(Stored data)
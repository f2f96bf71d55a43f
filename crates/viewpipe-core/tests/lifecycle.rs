//! End-to-end lifecycle scenarios against mock collaborators.
//!
//! These exercise the full path a host drives: surface callbacks into the
//! controller, the capture worker filling the cache, and pipeline events
//! flowing out through the bridge. The pipeline, surface and host sink are
//! mocks; no media runtime is required.

use std::sync::atomic::{AtomicUsize, Ordering};
use std::sync::Arc;
use std::thread;
use std::time::{Duration, Instant};

use parking_lot::Mutex;

use viewpipe_core::{
    CaptureConfig, CaptureGate, EventBridge, EventSink, FrameBuffer, FrameCache, PipelineBackend,
    PipelineConfig, PipelineError, PipelineState, PlayerEvent, PlayerView, SurfaceCapture,
    SurfaceHandle, ViewId,
};

#[derive(Default)]
struct MockPipeline {
    init_calls: AtomicUsize,
    fail_init: bool,
    uris: Mutex<Vec<String>>,
    states: Mutex<Vec<PipelineState>>,
}

impl PipelineBackend for MockPipeline {
    fn init_and_run(&self, _config: &PipelineConfig) -> Result<(), PipelineError> {
        self.init_calls.fetch_add(1, Ordering::SeqCst);
        if self.fail_init {
            Err(PipelineError::Init("runtime missing".into()))
        } else {
            Ok(())
        }
    }

    fn set_drawable_surface(&self, _surface: SurfaceHandle) {}

    fn set_uri(&self, uri: &str) {
        self.uris.lock().push(uri.to_owned());
    }

    fn set_audio_level_refresh_rate(&self, _interval_ms: u32) {}
    fn set_debugging(&self, _debugging: bool) {}

    fn set_state(&self, state: PipelineState) {
        self.states.lock().push(state);
    }

    fn version_info(&self) -> String {
        "mock 0.0".into()
    }
}

/// Completes every capture immediately with the requested dimensions.
struct InstantCapture {
    width: u32,
    height: u32,
}

impl SurfaceCapture for InstantCapture {
    fn dimensions(&self) -> (u32, u32) {
        (self.width, self.height)
    }

    fn request_capture(&self, buffer: FrameBuffer, gate: CaptureGate) {
        gate.completed(buffer);
    }
}

/// Answers each capture from a helper thread after a fixed delay,
/// simulating an in-flight copy request at destroy time.
struct SlowCapture {
    delay: Duration,
}

impl SurfaceCapture for SlowCapture {
    fn dimensions(&self) -> (u32, u32) {
        (16, 16)
    }

    fn request_capture(&self, buffer: FrameBuffer, gate: CaptureGate) {
        let delay = self.delay;
        thread::spawn(move || {
            thread::sleep(delay);
            gate.completed(buffer);
        });
    }
}

#[derive(Default)]
struct RecordingSink {
    events: Mutex<Vec<(ViewId, PlayerEvent)>>,
}

impl EventSink for RecordingSink {
    fn emit(&self, view: ViewId, event: &PlayerEvent) {
        self.events.lock().push((view, event.clone()));
    }
}

fn player(
    pipeline: Arc<MockPipeline>,
    capture: Arc<dyn SurfaceCapture>,
    sink: Arc<RecordingSink>,
) -> PlayerView {
    PlayerView::new(
        pipeline,
        capture,
        Arc::new(FrameCache::new()),
        EventBridge::new(ViewId(42), sink),
        PipelineConfig::default(),
        CaptureConfig::default(),
    )
}

#[test]
fn captured_frame_matches_surface_dimensions() {
    let pipeline = Arc::new(MockPipeline::default());
    let sink = Arc::new(RecordingSink::default());
    let mut view = player(
        pipeline,
        Arc::new(InstantCapture {
            width: 100,
            height: 100,
        }),
        sink,
    );

    view.surface_created(SurfaceHandle::new(0x100));

    let deadline = Instant::now() + Duration::from_secs(2);
    while view.frame_cache().peek().is_none() && Instant::now() < deadline {
        thread::sleep(Duration::from_millis(1));
    }
    view.surface_destroyed();

    let frame = view.frame_cache().peek().expect("capture never landed");
    assert_eq!(frame.dimensions(), (100, 100));
    assert_eq!(frame.data().len(), 100 * 100 * 4);
}

#[test]
fn rapid_double_creation_initializes_once() {
    let pipeline = Arc::new(MockPipeline::default());
    let sink = Arc::new(RecordingSink::default());
    let mut view = player(
        Arc::clone(&pipeline),
        Arc::new(InstantCapture {
            width: 8,
            height: 8,
        }),
        sink,
    );

    view.surface_created(SurfaceHandle::new(0x1));
    view.surface_created(SurfaceHandle::new(0x2));
    view.surface_destroyed();

    assert_eq!(pipeline.init_calls.load(Ordering::SeqCst), 1);
}

#[test]
fn destroy_waits_for_inflight_capture() {
    let pipeline = Arc::new(MockPipeline::default());
    let sink = Arc::new(RecordingSink::default());
    let delay = Duration::from_millis(100);
    let mut view = player(pipeline, Arc::new(SlowCapture { delay }), sink);

    view.surface_created(SurfaceHandle::new(0x1));
    // Let at least one request go in flight.
    thread::sleep(Duration::from_millis(20));

    let start = Instant::now();
    view.surface_destroyed();
    let elapsed = start.elapsed();

    // Blocks until the in-flight iteration drains, but no longer than the
    // bounded wait allows.
    assert!(elapsed < Duration::from_millis(600));

    // No store after destroy returns.
    let snapshot = view.frame_cache().peek().map(|f| f.dimensions());
    thread::sleep(delay + Duration::from_millis(50));
    assert_eq!(view.frame_cache().peek().map(|f| f.dimensions()), snapshot);
}

#[test]
fn element_error_reaches_host_untouched() {
    let pipeline = Arc::new(MockPipeline::default());
    let sink = Arc::new(RecordingSink::default());
    let view = player(
        pipeline,
        Arc::new(InstantCapture {
            width: 8,
            height: 8,
        }),
        Arc::clone(&sink),
    );

    view.event_bridge().dispatch(PlayerEvent::ElementError {
        source: "decoder".into(),
        message: "fatal".into(),
        debug_info: "trace123".into(),
    });

    let events = sink.events.lock();
    assert_eq!(events.len(), 1);
    assert_eq!(events[0].0, ViewId(42));
    assert_eq!(
        events[0].1,
        PlayerEvent::ElementError {
            source: "decoder".into(),
            message: "fatal".into(),
            debug_info: "trace123".into(),
        }
    );
}

#[test]
fn init_failure_leaves_view_usable() {
    let pipeline = Arc::new(MockPipeline {
        fail_init: true,
        ..MockPipeline::default()
    });
    let sink = Arc::new(RecordingSink::default());
    let mut view = player(
        Arc::clone(&pipeline),
        Arc::new(InstantCapture {
            width: 8,
            height: 8,
        }),
        sink,
    );

    // The lifecycle callback must not fail outward.
    view.surface_created(SurfaceHandle::new(0x1));

    // Control calls still forward; they just won't produce playback.
    view.set_uri("rtsp://example/stream");
    view.set_state(PipelineState::Playing);
    view.surface_destroyed();

    assert_eq!(pipeline.uris.lock().as_slice(), ["rtsp://example/stream"]);
    assert_eq!(pipeline.states.lock().as_slice(), [PipelineState::Playing]);
}

#[test]
fn control_calls_forward_to_pipeline() {
    let pipeline = Arc::new(MockPipeline::default());
    let sink = Arc::new(RecordingSink::default());
    let view = player(
        Arc::clone(&pipeline),
        Arc::new(InstantCapture {
            width: 8,
            height: 8,
        }),
        sink,
    );

    view.set_uri("file:///movie.mp4");
    view.set_state(PipelineState::Paused);
    view.set_state(PipelineState::Playing);

    assert_eq!(pipeline.uris.lock().as_slice(), ["file:///movie.mp4"]);
    assert_eq!(
        pipeline.states.lock().as_slice(),
        [PipelineState::Paused, PipelineState::Playing]
    );
}
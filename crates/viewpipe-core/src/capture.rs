//! Background frame-capture loop.
//!
//! While active, the worker repeatedly asks the surface for a snapshot of
//! its current contents and stores successful captures into the
//! [`FrameCache`]. Capture is best-effort and lossy: a failed or timed-out
//! attempt is discarded and the loop moves on. There is no frame-rate
//! guarantee: cadence is capture latency plus a cooperative pause.

use std::sync::atomic::{AtomicBool, Ordering};
use std::sync::Arc;
use std::thread::{self, JoinHandle};
use std::time::Duration;

use crossbeam_channel::{bounded, Receiver, RecvTimeoutError, Sender};

use crate::cache::FrameCache;
use crate::frame::FrameBuffer;

/// Outcome of one asynchronous capture request.
pub enum CaptureOutcome {
    /// The buffer was filled with the surface contents.
    Completed(FrameBuffer),
    /// The copy could not be performed; the buffer is discarded.
    Failed,
}

/// Single-use completion gate for one capture request.
///
/// Completing consumes the gate, so a request can be answered at most
/// once. Dropping the gate without completing it signals the fault path;
/// the worker treats it as an unexpected cancellation, not a missed frame.
pub struct CaptureGate {
    tx: Sender<CaptureOutcome>,
}

impl CaptureGate {
    fn channel() -> (Self, Receiver<CaptureOutcome>) {
        let (tx, rx) = bounded(1);
        (Self { tx }, rx)
    }

    /// Completes the request with a filled buffer.
    pub fn completed(self, buffer: FrameBuffer) {
        let _ = self.tx.send(CaptureOutcome::Completed(buffer));
    }

    /// Completes the request as failed.
    pub fn failed(self) {
        let _ = self.tx.send(CaptureOutcome::Failed);
    }
}

/// Source of surface snapshots.
///
/// Implementations copy the currently rendered pixels into the buffer and
/// answer through the gate, on whatever thread suits them. The capture
/// path must never block or degrade the live render path.
pub trait SurfaceCapture: Send + Sync {
    /// Current surface dimensions in pixels.
    fn dimensions(&self) -> (u32, u32);

    /// Requests an asynchronous copy of the surface contents into `buffer`.
    fn request_capture(&self, buffer: FrameBuffer, gate: CaptureGate);
}

/// Tuning for the capture loop.
#[derive(Debug, Clone, Copy)]
pub struct CaptureConfig {
    /// Bounded wait for one capture attempt before it is abandoned.
    pub attempt_timeout: Duration,
    /// Pause between iterations. Zero means a bare `thread::yield_now()`.
    pub idle_pause: Duration,
}

impl Default for CaptureConfig {
    fn default() -> Self {
        Self {
            attempt_timeout: Duration::from_millis(500),
            idle_pause: Duration::ZERO,
        }
    }
}

/// Handle to the dedicated capture thread.
///
/// The owning controller stops the worker cooperatively and joins it to
/// guarantee termination before the surface goes away.
pub struct CaptureWorker {
    handle: Option<JoinHandle<()>>,
    running: Arc<AtomicBool>,
}

impl CaptureWorker {
    /// Starts the capture loop on a new thread.
    ///
    /// The running flag is set before the thread is spawned, so a `stop`
    /// racing with startup is always observed.
    pub fn spawn(
        capture: Arc<dyn SurfaceCapture>,
        cache: Arc<FrameCache>,
        config: CaptureConfig,
    ) -> Self {
        let running = Arc::new(AtomicBool::new(true));
        let flag = Arc::clone(&running);
        let handle = thread::spawn(move || capture_loop(capture, cache, flag, config));

        Self {
            handle: Some(handle),
            running,
        }
    }

    /// Signals the loop to exit after its current iteration.
    ///
    /// An in-flight capture is not interrupted; shutdown may therefore
    /// take up to one attempt timeout plus the pause.
    pub fn stop(&self) {
        self.running.store(false, Ordering::Release);
    }

    /// Returns true once the worker thread has exited, for any reason.
    pub fn is_finished(&self) -> bool {
        self.handle.as_ref().map_or(true, |h| h.is_finished())
    }

    /// Blocks until the worker thread has fully terminated.
    pub fn join(&mut self) {
        if let Some(handle) = self.handle.take() {
            if handle.join().is_err() {
                tracing::error!("capture thread terminated abnormally");
            }
        }
    }
}

impl Drop for CaptureWorker {
    fn drop(&mut self) {
        self.stop();
        self.join();
    }
}

fn capture_loop(
    capture: Arc<dyn SurfaceCapture>,
    cache: Arc<FrameCache>,
    running: Arc<AtomicBool>,
    config: CaptureConfig,
) {
    tracing::debug!("capture loop started");

    while running.load(Ordering::Acquire) {
        let (width, height) = capture.dimensions();
        if width == 0 || height == 0 {
            pause(config.idle_pause);
            continue;
        }

        let buffer = FrameBuffer::rgba(width, height);
        let (gate, done) = CaptureGate::channel();
        capture.request_capture(buffer, gate);

        match done.recv_timeout(config.attempt_timeout) {
            Ok(CaptureOutcome::Completed(buffer)) => cache.store(buffer.into_frame()),
            Ok(CaptureOutcome::Failed) => {
                tracing::trace!("capture attempt failed, frame dropped");
            }
            Err(RecvTimeoutError::Timeout) => {
                tracing::trace!(
                    timeout_ms = config.attempt_timeout.as_millis() as u64,
                    "capture attempt timed out, frame dropped"
                );
            }
            Err(RecvTimeoutError::Disconnected) => {
                // The gate was dropped without being completed. That is not
                // the cooperative stop flag: treat it as fatal for this thread
                // rather than spinning against a dead capture source.
                tracing::error!("capture gate dropped unanswered, terminating capture thread");
                return;
            }
        }

        pause(config.idle_pause);
    }

    tracing::debug!("capture loop stopped");
}

fn pause(idle_pause: Duration) {
    if idle_pause.is_zero() {
        thread::yield_now();
    } else {
        thread::sleep(idle_pause);
    }
}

Action item: Return all lines from the data that include the string "filename".

Response to this exercise:
filename crates/viewpipe-core/tests/lifecycle.rs
filename crates/viewpipe-core/src/capture.rs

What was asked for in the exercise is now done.